§ Work order
Find the line with "Some(self.calls.iter().map(Call::color).collect())" and the line with "self.edge_colors_per_category(Edge::Final)" in the entries below; output exactly those two lines, every line between them, and no others.

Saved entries
"""

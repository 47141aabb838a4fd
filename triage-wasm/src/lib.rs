//! Framework-neutral WASM <-> JavaScript bridge.

use serde::Deserialize;
use serde_wasm_bindgen::{from_value, to_value};
use triage_core::TriageError;
use triage_notes::{ClinicalDocumentation, NotesConfig, UnknownFieldPolicy};
use wasm_bindgen::prelude::*;

#[derive(Deserialize)]
struct JsNotesConfig {
    #[serde(default)]
    boilerplate_header: Option<String>,
    #[serde(default)]
    unknown_field_policy: Option<UnknownFieldPolicy>,
}

impl From<JsNotesConfig> for NotesConfig {
    fn from(cfg: JsNotesConfig) -> Self {
        let mut base = NotesConfig::default();
        if let Some(header) = cfg.boilerplate_header {
            base.boilerplate_header = header;
        }
        if let Some(policy) = cfg.unknown_field_policy {
            base.unknown_field_policy = policy;
        }
        base
    }
}

fn notes_config(config: Option<JsValue>) -> Result<NotesConfig, JsValue> {
    match config {
        Some(js_cfg) => {
            let cfg: JsNotesConfig = from_value(js_cfg)
                .map_err(|err| JsValue::from_str(&format!("Could not read config: {err}")))?;
            Ok(NotesConfig::from(cfg))
        }
        None => Ok(NotesConfig::default()),
    }
}

/// Summarize an array of AI calls (or `{ calls: [...] }`) into severity signals.
#[wasm_bindgen]
pub fn summarize_calls(input_calls: JsValue) -> Result<JsValue, JsValue> {
    #[cfg(target_arch = "wasm32")]
    console_error_panic_hook::set_once();

    let calls_value = from_value::<serde_json::Value>(input_calls)
        .map_err(|err| JsValue::from_str(&format!("Could not read calls JSON: {err}")))?;

    let calls = triage_core::calls_from_value(&calls_value)
        .map_err(|err| JsValue::from_str(&format_triage_error(err)))?;

    to_value(&calls.summarize())
        .map_err(|err| JsValue::from_str(&format!("Could not serialize summary: {err}")))
}

/// Render the history, investigations, diagnosis and treatment blocks of a record.
#[wasm_bindgen]
pub fn render_note(record: JsValue, config: Option<JsValue>) -> Result<JsValue, JsValue> {
    #[cfg(target_arch = "wasm32")]
    console_error_panic_hook::set_once();

    let doc: ClinicalDocumentation = from_value(record)
        .map_err(|err| JsValue::from_str(&format!("Could not read record: {err}")))?;
    let cfg = notes_config(config)?;

    let note = doc
        .render_all(&cfg)
        .map_err(|err| JsValue::from_str(&format_triage_error(err)))?;

    to_value(&note).map_err(|err| JsValue::from_str(&format!("Could not serialize note: {err}")))
}

/// Normalize a lab-results text block.
#[wasm_bindgen]
pub fn normalize_investigations(text: &str, config: Option<JsValue>) -> Result<String, JsValue> {
    #[cfg(target_arch = "wasm32")]
    console_error_panic_hook::set_once();

    let cfg = notes_config(config)?;
    triage_notes::normalize_investigations(text, &cfg)
        .map_err(|err| JsValue::from_str(&format_triage_error(err)))
}

fn format_triage_error(err: TriageError) -> String {
    format!("Triage error: {err}")
}
use std::collections::BTreeSet;

use serde::{Deserialize, Serialize};

use crate::{Call, Category, Severity, TriageError, TriageResult};

/// Calls for one encounter, optionally narrowed to a single category.
///
/// Filtering never mutates the receiver; it derives a new collection. "First" and
/// "final" only make sense within one category, so they require a scope.
#[derive(Debug, Clone, Default, Serialize, Deserialize, PartialEq)]
pub struct CallCollection {
    calls: Vec<Call>,
    #[serde(default, rename = "rule")]
    scope: Option<Category>,
}

#[derive(Clone, Copy)]
pub(crate) enum Edge {
    First,
    Final,
}

impl Edge {
    fn query(self) -> &'static str {
        match self {
            Edge::First => "first",
            Edge::Final => "final",
        }
    }
}

impl CallCollection {
    pub fn new(calls: Vec<Call>) -> Self {
        Self { calls, scope: None }
    }

    pub fn calls(&self) -> &[Call] {
        &self.calls
    }

    pub fn scope(&self) -> Option<Category> {
        self.scope
    }

    pub fn len(&self) -> usize {
        self.calls.len()
    }

    pub fn is_empty(&self) -> bool {
        self.calls.is_empty()
    }

    /// Calls of one category, scoped to it.
    pub fn for_category(&self, category: Category) -> CallCollection {
        CallCollection {
            calls: self
                .calls
                .iter()
                .filter(|call| call.category() == category)
                .cloned()
                .collect(),
            scope: Some(category),
        }
    }

    /// Calls of any of the given categories. The result spans categories, so it is
    /// left unscoped.
    pub fn for_categories(&self, categories: &[Category]) -> CallCollection {
        CallCollection {
            calls: self
                .calls
                .iter()
                .filter(|call| categories.contains(&call.category()))
                .cloned()
                .collect(),
            scope: None,
        }
    }

    pub(crate) fn edge(&self, edge: Edge) -> Option<&Call> {
        // min_by_key keeps the earliest-listed tie, max_by_key the latest-listed one.
        match edge {
            Edge::First => self.calls.iter().min_by_key(|call| call.time()),
            Edge::Final => self.calls.iter().max_by_key(|call| call.time()),
        }
    }

    fn scoped_edge(&self, edge: Edge) -> TriageResult<Option<&Call>> {
        if self.scope.is_none() {
            return Err(TriageError::NoScope { query: edge.query() });
        }
        Ok(self.edge(edge))
    }

    pub fn first(&self) -> TriageResult<Option<&Call>> {
        self.scoped_edge(Edge::First)
    }

    pub fn final_call(&self) -> TriageResult<Option<&Call>> {
        self.scoped_edge(Edge::Final)
    }

    pub fn first_color(&self) -> TriageResult<Option<Severity>> {
        Ok(self.first()?.map(Call::color))
    }

    pub fn final_color(&self) -> TriageResult<Option<Severity>> {
        Ok(self.final_call()?.map(Call::color))
    }

    /// `None` when there is no first call, so "no data" differs from "no match".
    pub fn first_is_color(&self, color: Severity) -> TriageResult<Option<bool>> {
        Ok(self.first_color()?.map(|first| first == color))
    }

    pub fn final_is_color(&self, color: Severity) -> TriageResult<Option<bool>> {
        Ok(self.final_color()?.map(|last| last == color))
    }

    /// Colour of every call regardless of category; `None` for an empty collection.
    pub fn colors_seen(&self) -> Option<BTreeSet<Severity>> {
        if self.calls.is_empty() {
            return None;
        }
        Some(self.calls.iter().map(Call::color).collect())
    }

    pub fn worst_color(&self) -> Option<Severity> {
        self.colors_seen()
            .and_then(|colors| Severity::worst(colors.into_iter()))
    }

    pub fn ever_had_color(&self, color: Severity) -> Option<bool> {
        self.colors_seen().map(|colors| colors.contains(&color))
    }

    fn edge_colors_per_category(&self, edge: Edge) -> BTreeSet<Option<Severity>> {
        Category::ALL
            .into_iter()
            .map(|category| {
                self.for_category(category)
                    .edge(edge)
                    .map(Call::color)
            })
            .collect()
    }

    /// Whether the final call of any category, present in the data or not, has `color`.
    pub fn any_final_color(&self, color: Severity) -> bool {
        self.edge_colors_per_category(Edge::Final)
            .contains(&Some(color))
    }

    pub fn any_first_color(&self, color: Severity) -> bool {
        self.edge_colors_per_category(Edge::First)
            .contains(&Some(color))
    }

    pub fn final_red(&self) -> TriageResult<Option<bool>> {
        self.final_is_color(Severity::Red)
    }

    pub fn first_red(&self) -> TriageResult<Option<bool>> {
        self.first_is_color(Severity::Red)
    }

    pub fn final_red_yellow(&self) -> TriageResult<Option<bool>> {
        Ok(either(
            self.final_is_color(Severity::Red)?,
            self.final_is_color(Severity::Yellow)?,
        ))
    }

    pub fn ever_red(&self) -> Option<bool> {
        self.ever_had_color(Severity::Red)
    }

    pub fn ever_red_yellow(&self) -> Option<bool> {
        either(
            self.ever_had_color(Severity::Red),
            self.ever_had_color(Severity::Yellow),
        )
    }

    pub fn any_final_red(&self) -> bool {
        self.any_final_color(Severity::Red)
    }

    pub fn any_first_red(&self) -> bool {
        self.any_first_color(Severity::Red)
    }

    pub fn any_final_red_yellow(&self) -> bool {
        self.any_final_color(Severity::Red) || self.any_final_color(Severity::Yellow)
    }
}

impl FromIterator<Call> for CallCollection {
    fn from_iter<T: IntoIterator<Item = Call>>(iter: T) -> Self {
        CallCollection::new(iter.into_iter().collect())
    }
}

/// Short-circuit "or" over optional answers: a positive first answer wins, anything
/// else defers to the second.
fn either(first: Option<bool>, second: Option<bool>) -> Option<bool> {
    match first {
        Some(true) => first,
        _ => second,
    }
}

"""

§ Problem solution
        Some(self.calls.iter().map(Call::color).collect())
    }

    pub fn worst_color(&self) -> Option<Severity> {
        self.colors_seen()
            .and_then(|colors| Severity::worst(colors.into_iter()))
    }

    pub fn ever_had_color(&self, color: Severity) -> Option<bool> {
        self.colors_seen().map(|colors| colors.contains(&color))
    }

    fn edge_colors_per_category(&self, edge: Edge) -> BTreeSet<Option<Severity>> {
        Category::ALL
            .into_iter()
            .map(|category| {
                self.for_category(category)
                    .edge(edge)
                    .map(Call::color)
            })
            .collect()
    }

    /// Whether the final call of any category, present in the data or not, has `color`.
    pub fn any_final_color(&self, color: Severity) -> bool {
        self.edge_colors_per_category(Edge::Final)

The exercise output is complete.